So this concept of the ML Flywheel is very important and let’s talk about why that is. Teams that have their ML Flywheel working, ML just feels natural and easy for them. So in that world, you have very clear ownership across the whole ML life cycle. The whole ML application becomes much more debuggable and reliable. And because you know who owns each part of the Flywheel it becomes much easier to move fast, it becomes easier to make decisions, to make changes and understand the implications of all of these decisions. And then this allows your iteration speed to be much higher and then that means that your models are getting better and more accurate much quicker. There’s a compounding effect from the Flywheel. Every iteration, the system’s getting better and so in machine learning, we’re trying to get as many iterations in as possible so we can compound to the best performance.

When it’s not working, it’s very painful and most people are in some in between state but most people have many elements of the not working part of this Flywheel or sorry… The not working model that I’m showing here, things go slower and they break more, basically. The iteration speeds much slower and because you don’t know, there’s unclear owners for each stage especially, in the bottom half of the loop, it’s really hard to make changes. Small changes become really big tasks, “I want to a new feature to my model. Well, that data’s not available in my data set so I need this person over here to log some new data from the product but I don’t actually, know who that person is. And so then that’s a whole bunch of coordinating across a number of unknown people. That’s just a big project for me and I might not do it.”
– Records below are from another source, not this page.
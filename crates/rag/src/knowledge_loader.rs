//! Knowledge Base Loader
//!
//! Reads the knowledge document from a local file or an http(s) URL and
//! reduces it to plain text for splitting. JSON is flattened into
//! `key: value` lines (one paragraph per top-level array element), HTML is
//! reduced to its visible text, anything else is used as-is.

use scraper::{Html, Node};
use std::path::PathBuf;
use std::time::Duration;

use crate::RagError;

/// Where the knowledge document lives
#[derive(Debug, Clone, PartialEq)]
pub enum KnowledgeSource {
    Path(PathBuf),
    Url(String),
}

impl KnowledgeSource {
    /// Classify a configured source string
    pub fn parse(source: &str) -> Self {
        let source = source.trim();
        if source.starts_with("http://") || source.starts_with("https://") {
            KnowledgeSource::Url(raw_github_url(source))
        } else {
            KnowledgeSource::Path(PathBuf::from(source))
        }
    }

    /// Display form for logs and chunk metadata
    pub fn label(&self) -> String {
        match self {
            KnowledgeSource::Path(path) => path.display().to_string(),
            KnowledgeSource::Url(url) => url.clone(),
        }
    }
}

/// Rewrite GitHub `blob` page URLs to the raw file
fn raw_github_url(url: &str) -> String {
    match url.strip_prefix("https://github.com/") {
        Some(rest) if rest.contains("/blob/") => format!(
            "https://raw.githubusercontent.com/{}",
            rest.replacen("/blob/", "/", 1)
        ),
        _ => url.to_string(),
    }
}

/// Knowledge loader
pub struct KnowledgeLoader {
    http: reqwest::Client,
}

impl KnowledgeLoader {
    pub fn new() -> Result<Self, RagError> {
        let http = reqwest::Client::builder()
            .timeout(Duration::from_secs(60))
            .build()
            .map_err(|e| RagError::Connection(e.to_string()))?;
        Ok(Self { http })
    }

    /// Load the source and return its plain text
    pub async fn load_text(&self, source: &KnowledgeSource) -> Result<String, RagError> {
        let raw = match source {
            KnowledgeSource::Path(path) => tokio::fs::read_to_string(path).await.map_err(|e| {
                RagError::Load(format!("Failed to read {}: {}", path.display(), e))
            })?,
            KnowledgeSource::Url(url) => self.fetch(url).await?,
        };

        let text = to_plain_text(&raw);

        tracing::info!(
            source = %source.label(),
            bytes = raw.len(),
            chars = text.chars().count(),
            "Loaded knowledge source"
        );

        Ok(text)
    }

    async fn fetch(&self, url: &str) -> Result<String, RagError> {
        let response = self
            .http
            .get(url)
            .send()
            .await
            .map_err(|e| RagError::Connection(e.to_string()))?;

        if !response.status().is_success() {
            return Err(RagError::Load(format!(
                "HTTP {} fetching {}",
                response.status(),
                url
            )));
        }

        response
            .text()
            .await
            .map_err(|e| RagError::Connection(e.to_string()))
    }
}

/// Detect the format and reduce to plain text
pub fn to_plain_text(raw: &str) -> String {
    let trimmed = raw.trim_start();
    if trimmed.starts_with('{') || trimmed.starts_with('[') {
        if let Ok(value) = serde_json::from_str::<serde_json::Value>(raw) {
            return flatten_json(&value);
        }
    }
    if trimmed.starts_with('<') {
        return html_to_text(raw);
    }
    raw.to_string()
}

/// Flatten JSON into readable lines
pub fn flatten_json(value: &serde_json::Value) -> String {
    match value {
        serde_json::Value::Array(items) => items
            .iter()
            .map(|item| {
                let mut lines = Vec::new();
                flatten_into(item, None, &mut lines);
                lines.join("\n")
            })
            .filter(|block| !block.is_empty())
            .collect::<Vec<_>>()
            .join("\n\n"),
        _ => {
            let mut lines = Vec::new();
            flatten_into(value, None, &mut lines);
            lines.join("\n")
        },
    }
}

fn flatten_into(value: &serde_json::Value, key: Option<&str>, out: &mut Vec<String>) {
    use serde_json::Value;

    let scalar = match value {
        Value::Null => return,
        Value::String(s) => s.trim().to_string(),
        Value::Bool(b) => b.to_string(),
        Value::Number(n) => n.to_string(),
        Value::Array(items) => {
            for item in items {
                flatten_into(item, key, out);
            }
            return;
        },
        Value::Object(map) => {
            for (k, v) in map {
                flatten_into(v, Some(k), out);
            }
            return;
        },
    };

    if scalar.is_empty() {
        return;
    }
    match key {
        Some(k) => out.push(format!("{}: {}", k, scalar)),
        None => out.push(scalar),
    }
}

/// Visible text of an HTML document, one line per text run
pub fn html_to_text(html: &str) -> String {
    let document = Html::parse_document(html);
    let mut lines = Vec::new();

    for node in document.tree.nodes() {
        let Node::Text(text) = node.value() else {
            continue;
        };
        let hidden = node.ancestors().any(|a| {
            a.value()
                .as_element()
                .map(|e| matches!(e.name(), "script" | "style" | "noscript" | "head"))
                .unwrap_or(false)
        });
        if hidden {
            continue;
        }
        let line = text.trim();
        if !line.is_empty() {
            lines.push(line.to_string());
        }
    }

    lines.join("\n")
}
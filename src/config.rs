//! Site configuration module.
//!
//! Handles loading, validating, and merging the optional `blog.toml` file, and
//! resolves the two build targets (local preview and deployment).
//!
//! ## Config File Location
//!
//! `blog.toml` is read from the working directory (or the path given with
//! `--config`). A missing file means stock defaults.
//!
//! ## Configuration Options
//!
//! ```toml
//! # All options are optional - defaults shown below
//!
//! source_dir = "content"          # Markdown source tree
//! cache_file = ".build_cache.json" # Change cache location
//! site_title = "My Blog"          # Header link text on every page
//!
//! [deploy]
//! output_dir = "docs"
//! base_url = "https://farbdrucker.github.io"
//!
//! [test]
//! output_dir = "test_site"
//! # base_url = "..."            # Defaults to the absolute output_dir path
//! ```
//!
//! Unknown keys are rejected to catch typos early.

use serde::{Deserialize, Serialize};
use std::fs;
use std::path::{Path, PathBuf};
use thiserror::Error;

/// Default config file name, looked up in the working directory.
pub const CONFIG_FILENAME: &str = "blog.toml";

#[derive(Error, Debug)]
pub enum ConfigError {
    #[error("IO error: {0}")]
    Io(#[from] std::io::Error),
    #[error("TOML parse error: {0}")]
    Toml(#[from] toml::de::Error),
    #[error("Config validation error: {0}")]
    Validation(String),
}

/// Blog configuration loaded from `blog.toml`.
///
/// All fields have defaults. User config files need only specify the values
/// they want to override. Unknown keys are rejected.
#[derive(Debug, Clone, Serialize, Deserialize)]
#[serde(default, deny_unknown_fields)]
pub struct BlogConfig {
    /// Root of the markdown source tree (`{source_dir}/{year}/{slug}.md`).
    pub source_dir: PathBuf,
    /// Location of the change cache, relative to the working directory.
    pub cache_file: PathBuf,
    /// Site name shown in the header of every page.
    pub site_title: String,
    /// Production output.
    pub deploy: DeployConfig,
    /// Local preview output.
    pub test: TestConfig,
}

impl Default for BlogConfig {
    fn default() -> Self {
        Self {
            source_dir: PathBuf::from("content"),
            cache_file: PathBuf::from(".build_cache.json"),
            site_title: "My Blog".to_string(),
            deploy: DeployConfig::default(),
            test: TestConfig::default(),
        }
    }
}

impl BlogConfig {
    /// Validate config values.
    pub fn validate(&self) -> Result<(), ConfigError> {
        if self.deploy.base_url.trim().is_empty() {
            return Err(ConfigError::Validation(
                "deploy.base_url must not be empty".into(),
            ));
        }
        if self.deploy.output_dir.as_os_str().is_empty()
            || self.test.output_dir.as_os_str().is_empty()
        {
            return Err(ConfigError::Validation(
                "output_dir must not be empty".into(),
            ));
        }
        if self.deploy.output_dir == self.test.output_dir {
            return Err(ConfigError::Validation(
                "test.output_dir and deploy.output_dir must differ".into(),
            ));
        }
        if self.source_dir.as_os_str().is_empty() {
            return Err(ConfigError::Validation(
                "source_dir must not be empty".into(),
            ));
        }
        Ok(())
    }

    /// Resolve the output directory and base URL for one build.
    ///
    /// `cwd` anchors the default preview base URL, which is the absolute path
    /// of the test output directory so the preview opens straight from disk.
    pub fn target(&self, mode: Mode, cwd: &Path) -> BuildTarget {
        match mode {
            Mode::Deploy => BuildTarget::new(
                mode,
                self.deploy.output_dir.clone(),
                &self.deploy.base_url,
            ),
            Mode::Test => {
                let base_url = match &self.test.base_url {
                    Some(url) => url.clone(),
                    None => cwd.join(&self.test.output_dir).display().to_string(),
                };
                BuildTarget::new(mode, self.test.output_dir.clone(), &base_url)
            }
        }
    }
}

/// Production output settings.
#[derive(Debug, Clone, Serialize, Deserialize)]
#[serde(default, deny_unknown_fields)]
pub struct DeployConfig {
    pub output_dir: PathBuf,
    pub base_url: String,
}

impl Default for DeployConfig {
    fn default() -> Self {
        Self {
            output_dir: PathBuf::from("docs"),
            base_url: "https://farbdrucker.github.io".to_string(),
        }
    }
}

/// Local preview output settings.
#[derive(Debug, Clone, Serialize, Deserialize)]
#[serde(default, deny_unknown_fields)]
pub struct TestConfig {
    pub output_dir: PathBuf,
    /// When absent, the absolute path of `output_dir` is used.
    #[serde(skip_serializing_if = "Option::is_none")]
    pub base_url: Option<String>,
}

impl Default for TestConfig {
    fn default() -> Self {
        Self {
            output_dir: PathBuf::from("test_site"),
            base_url: None,
        }
    }
}

/// Which of the two output configurations a build writes to.
#[derive(Debug, Clone, Copy, PartialEq, Eq)]
pub enum Mode {
    Test,
    Deploy,
}

/// Output root and base URL for one build invocation. Immutable once built.
#[derive(Debug, Clone, PartialEq, Eq)]
pub struct BuildTarget {
    pub mode: Mode,
    pub output_dir: PathBuf,
    /// Base URL without a trailing slash.
    pub base_url: String,
}

impl BuildTarget {
    pub fn new(mode: Mode, output_dir: PathBuf, base_url: &str) -> Self {
        Self {
            mode,
            output_dir,
            base_url: base_url.trim_end_matches('/').to_string(),
        }
    }
}

// =============================================================================
// Config loading, merging, and validation
// =============================================================================

/// Returns the stock default config as a `toml::Value::Table`.
///
/// This is the base layer for merging user overrides on top.
pub fn stock_defaults_value() -> toml::Value {
    toml::Value::try_from(BlogConfig::default()).expect("default config must serialize")
}

/// Recursively merge `overlay` on top of `base`.
///
/// - Tables are merged key-by-key (overlay keys override base keys).
/// - Non-table values in overlay replace base values entirely.
/// - Keys in base that are not in overlay are preserved.
pub fn merge_toml(base: toml::Value, overlay: toml::Value) -> toml::Value {
    match (base, overlay) {
        (toml::Value::Table(mut base_table), toml::Value::Table(overlay_table)) => {
            for (key, overlay_val) in overlay_table {
                let merged = match base_table.remove(&key) {
                    Some(base_val) => merge_toml(base_val, overlay_val),
                    None => overlay_val,
                };
                base_table.insert(key, merged);
            }
            toml::Value::Table(base_table)
        }
        (_, overlay) => overlay,
    }
}

/// Load a config file as a raw TOML value.
///
/// Returns `Ok(None)` if the file does not exist and `Err` if it exists but
/// contains invalid TOML.
pub fn load_raw_config(path: &Path) -> Result<Option<toml::Value>, ConfigError> {
    if !path.exists() {
        return Ok(None);
    }
    let content = fs::read_to_string(path)?;
    let value: toml::Value = toml::from_str(&content)?;
    Ok(Some(value))
}

/// Merge an optional overlay onto a base value, then deserialize and validate.
pub fn resolve_config(
    base: toml::Value,
    overlay: Option<toml::Value>,
) -> Result<BlogConfig, ConfigError> {
    let merged = match overlay {
        Some(ov) => merge_toml(base, ov),
        None => base,
    };
    let config: BlogConfig = merged.try_into()?;
    config.validate()?;
    Ok(config)
}

/// Load config from the given file path.
///
/// Merges user values on top of stock defaults, rejects unknown keys,
/// and validates the result.
pub fn load_config(path: &Path) -> Result<BlogConfig, ConfigError> {
    let base = stock_defaults_value();
    let overlay = load_raw_config(path)?;
    resolve_config(base, overlay)
}

/// Returns a fully-commented stock `blog.toml` with all keys and explanations.
///
/// Used by the `gen-config` CLI command.
pub fn stock_config_toml() -> &'static str {
    r##"# Simple Blog Configuration
# ==========================
# All settings are optional. Remove or comment out any you don't need.
# Values shown below are the defaults.
# Unknown keys will cause an error.

# Markdown sources, laid out as {source_dir}/{year}/{slug}.md
source_dir = "content"

# Change cache: source path -> modification time of the last render.
# Delete it to force a full rebuild.
cache_file = ".build_cache.json"

# Header link text on every page.
site_title = "My Blog"

# ---------------------------------------------------------------------------
# Deployment target (`build`)
# ---------------------------------------------------------------------------
[deploy]
output_dir = "docs"
base_url = "https://farbdrucker.github.io"

# ---------------------------------------------------------------------------
# Local preview target (`build --test`)
# ---------------------------------------------------------------------------
[test]
output_dir = "test_site"
# Defaults to the absolute path of output_dir so pages open from disk.
# base_url = "http://localhost:8000"
"##
}
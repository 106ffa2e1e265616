//! Build orchestration.
//!
//! One `build` invocation runs these phases, in order, exactly once:
//!
//! ```text
//! Collecting        load cache, resolve force list, scan sources
//! Rebuilding        render + write every stale article, record its mtime
//! RegeneratingHome  always rewrite {out}/index.html
//! PersistingCache   always save the cache, even if nothing was rebuilt
//! Done              report rebuilt/total
//! ```
//!
//! The article list produced by collection is never modified afterwards:
//! navigation for every page is computed against the same newest-first list.
//!
//! ## Failure policy
//!
//! - A forced file that doesn't exist is reported and ignored.
//! - A missing source root or an unreadable source entry is reported; the
//!   build goes on with whatever was collected.
//! - An article whose source can't be read is reported and skipped; it gets
//!   no cache entry, so the next build retries it.
//! - An output directory that can't be created aborts the build.
//!
//! Progress is reported through an optional channel of [`BuildEvent`]s; the
//! CLI prints them with [`crate::output::format_build_event`].

use crate::cache::{BuildCache, CacheError};
use crate::collect::{
    ArticleIndex, CollectError, CollectWarning, Collection, ForceList, collect_articles,
};
use crate::config::{BlogConfig, BuildTarget, Mode};
use crate::render::{self, RenderContext};
use chrono::NaiveDate;
use std::fmt;
use std::fs;
use std::path::{Path, PathBuf};
use std::sync::mpsc::Sender;
use thiserror::Error;

#[derive(Error, Debug)]
pub enum BuildError {
    #[error("IO error: {0}")]
    Io(#[from] std::io::Error),
    #[error("Collect error: {0}")]
    Collect(#[from] CollectError),
    #[error("Cache error: {0}")]
    Cache(#[from] CacheError),
    #[error("Cannot create output directory {path}: {source}")]
    OutputDir {
        path: PathBuf,
        #[source]
        source: std::io::Error,
    },
}

/// Inputs for one build, resolved from config and CLI arguments.
#[derive(Debug, Clone)]
pub struct BuildOptions {
    pub source_dir: PathBuf,
    pub cache_file: PathBuf,
    pub site_title: String,
    pub target: BuildTarget,
    /// Source files to rebuild regardless of the cache.
    pub force: Vec<PathBuf>,
    /// Date stamped into page footers.
    pub today: NaiveDate,
}

impl BuildOptions {
    pub fn from_config(
        config: &BlogConfig,
        target: BuildTarget,
        force: Vec<PathBuf>,
        today: NaiveDate,
    ) -> Self {
        Self {
            source_dir: config.source_dir.clone(),
            cache_file: config.cache_file.clone(),
            site_title: config.site_title.clone(),
            target,
            force,
            today,
        }
    }

    fn render_context(&self) -> RenderContext {
        RenderContext {
            base_url: self.target.base_url.clone(),
            site_title: self.site_title.clone(),
            generated_on: self.today,
        }
    }
}

/// Progress events emitted while building.
#[derive(Debug, Clone, PartialEq)]
pub enum BuildEvent {
    Started {
        mode: Mode,
        output_dir: PathBuf,
    },
    ForcedFileMissing(PathBuf),
    Warning(CollectWarning),
    Collected {
        total: usize,
        stale: usize,
    },
    Rebuilt {
        slug: String,
        output: PathBuf,
    },
    Skipped {
        slug: String,
    },
    Failed {
        slug: String,
        error: String,
    },
    HomeWritten(PathBuf),
    StylesheetWritten(PathBuf),
}

/// Outcome of a completed build.
#[derive(Debug, Clone, PartialEq, Eq)]
pub struct BuildSummary {
    pub rebuilt: usize,
    pub skipped: usize,
    pub failed: usize,
    pub total: usize,
    pub output_dir: PathBuf,
}

impl fmt::Display for BuildSummary {
    fn fmt(&self, f: &mut fmt::Formatter<'_>) -> fmt::Result {
        write!(
            f,
            "Built {}/{} articles into {}",
            self.rebuilt,
            self.total,
            self.output_dir.display()
        )?;
        if self.failed > 0 {
            write!(f, " ({} failed)", self.failed)?;
        }
        Ok(())
    }
}

/// Collected articles plus the forced paths that didn't exist.
#[derive(Debug)]
pub struct Plan {
    pub collection: Collection,
    pub missing_forced: Vec<PathBuf>,
}

/// Load the cache, resolve forced files and collect articles. Writes nothing.
pub fn plan(
    source_dir: &Path,
    base_url: &str,
    cache: &BuildCache,
    force: &[PathBuf],
) -> Result<Plan, CollectError> {
    let (force, missing_forced) = ForceList::resolve(force);
    let collection = collect_articles(source_dir, base_url, cache, &force)?;
    Ok(Plan {
        collection,
        missing_forced,
    })
}

/// Run a full incremental build.
pub fn build(
    options: &BuildOptions,
    events: Option<Sender<BuildEvent>>,
) -> Result<BuildSummary, BuildError> {
    let emit = |event: BuildEvent| {
        if let Some(tx) = &events {
            tx.send(event).ok();
        }
    };
    let output_dir = &options.target.output_dir;
    emit(BuildEvent::Started {
        mode: options.target.mode,
        output_dir: output_dir.clone(),
    });

    create_dir(output_dir)?;

    // Collecting
    let mut cache = BuildCache::load(&options.cache_file);
    let Plan {
        collection,
        missing_forced,
    } = plan(
        &options.source_dir,
        &options.target.base_url,
        &cache,
        &options.force,
    )?;
    for path in missing_forced {
        emit(BuildEvent::ForcedFileMissing(path));
    }
    for warning in &collection.warnings {
        emit(BuildEvent::Warning(warning.clone()));
    }
    let articles = collection.articles;
    emit(BuildEvent::Collected {
        total: articles.len(),
        stale: articles.iter().filter(|a| a.needs_rebuild).count(),
    });

    // Rebuilding
    let ctx = options.render_context();
    let index = ArticleIndex::new(&articles);
    let mut rebuilt = 0;
    let mut skipped = 0;
    let mut failed = 0;

    for article in &articles {
        if !article.needs_rebuild {
            skipped += 1;
            emit(BuildEvent::Skipped {
                slug: article.slug.clone(),
            });
            continue;
        }

        let html = match render::render_article(article, &articles, &index, &ctx) {
            Ok(html) => html,
            Err(e) => {
                failed += 1;
                emit(BuildEvent::Failed {
                    slug: article.slug.clone(),
                    error: e.to_string(),
                });
                continue;
            }
        };

        let output = output_dir.join(article.output_path());
        if let Some(dir) = output.parent() {
            create_dir(dir)?;
        }
        fs::write(&output, html)?;
        cache.record(article.cache_key(), article.mtime);
        rebuilt += 1;
        emit(BuildEvent::Rebuilt {
            slug: article.slug.clone(),
            output,
        });
    }

    // RegeneratingHome
    let home = output_dir.join("index.html");
    fs::write(&home, render::render_home(&articles, &ctx))?;
    emit(BuildEvent::HomeWritten(home));

    let stylesheet = output_dir.join("style.css");
    if !stylesheet.exists() {
        fs::write(&stylesheet, render::STYLESHEET)?;
        emit(BuildEvent::StylesheetWritten(stylesheet));
    }

    // PersistingCache
    cache.save(&options.cache_file)?;

    Ok(BuildSummary {
        rebuilt,
        skipped,
        failed,
        total: articles.len(),
        output_dir: output_dir.clone(),
    })
}
//! Shared fixtures for unit tests: source files with controlled mtimes and
//! in-memory articles.

use crate::collect::{Article, article_url};
use chrono::{DateTime, Local};
use std::fs;
use std::path::{Path, PathBuf};
use std::time::{Duration, SystemTime, UNIX_EPOCH};

/// Write `root/rel` (creating parents) and pin its mtime to `mtime_secs`.
pub fn write_source(root: &Path, rel: &str, content: &str, mtime_secs: u64) -> PathBuf {
    let path = root.join(rel);
    if let Some(parent) = path.parent() {
        fs::create_dir_all(parent).unwrap();
    }
    fs::write(&path, content).unwrap();
    set_mtime(&path, mtime_secs);
    path
}

/// Pin a file's modification time to `secs` after the epoch.
pub fn set_mtime(path: &Path, secs: u64) {
    let file = fs::File::options().write(true).open(path).unwrap();
    file.set_modified(UNIX_EPOCH + Duration::from_secs(secs))
        .unwrap();
}

/// An article under `content/2024/` with the given slug and mtime.
pub fn article(slug: &str, mtime: f64) -> Article {
    Article {
        path: PathBuf::from(format!("content/2024/{slug}.md")),
        year: "2024".to_string(),
        slug: slug.to_string(),
        url: article_url("https://blog.example", "2024", slug),
        modified: DateTime::<Local>::from(SystemTime::UNIX_EPOCH),
        mtime,
        needs_rebuild: true,
    }
}

/// Positions of `needles` in `haystack`, panicking on a miss.
pub fn positions(haystack: &str, needles: &[&str]) -> Vec<usize> {
    needles
        .iter()
        .map(|n| {
            haystack
                .find(n)
                .unwrap_or_else(|| panic!("'{n}' not found in output"))
        })
        .collect()
}

/// Assert that `needles` appear in `haystack` in the given order.
pub fn assert_in_order(haystack: &str, needles: &[&str]) {
    let found = positions(haystack, needles);
    let mut sorted = found.clone();
    sorted.sort();
    assert_eq!(found, sorted, "expected {needles:?} in order");
}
When there are these uncleared dependencies there’s a lot more… Things break and it’s really hard to promise a certain level of reliability and that just makes it really hard to understand the changes you’re making and the impact of them. So we want to have really strong ML Flywheels but why is this hard? Well, there’s a ton of, excuse me… There’s a ton of tools, there’s everyone that has a different stack. There’s not just one of these tools, not everyone’s using the same five tools, the same 10 tools here. And so what’s really needed as a way to make it easy for teams to organize, orchestrate these tools for them to work well together and so individual teams can go really deep on individual tools.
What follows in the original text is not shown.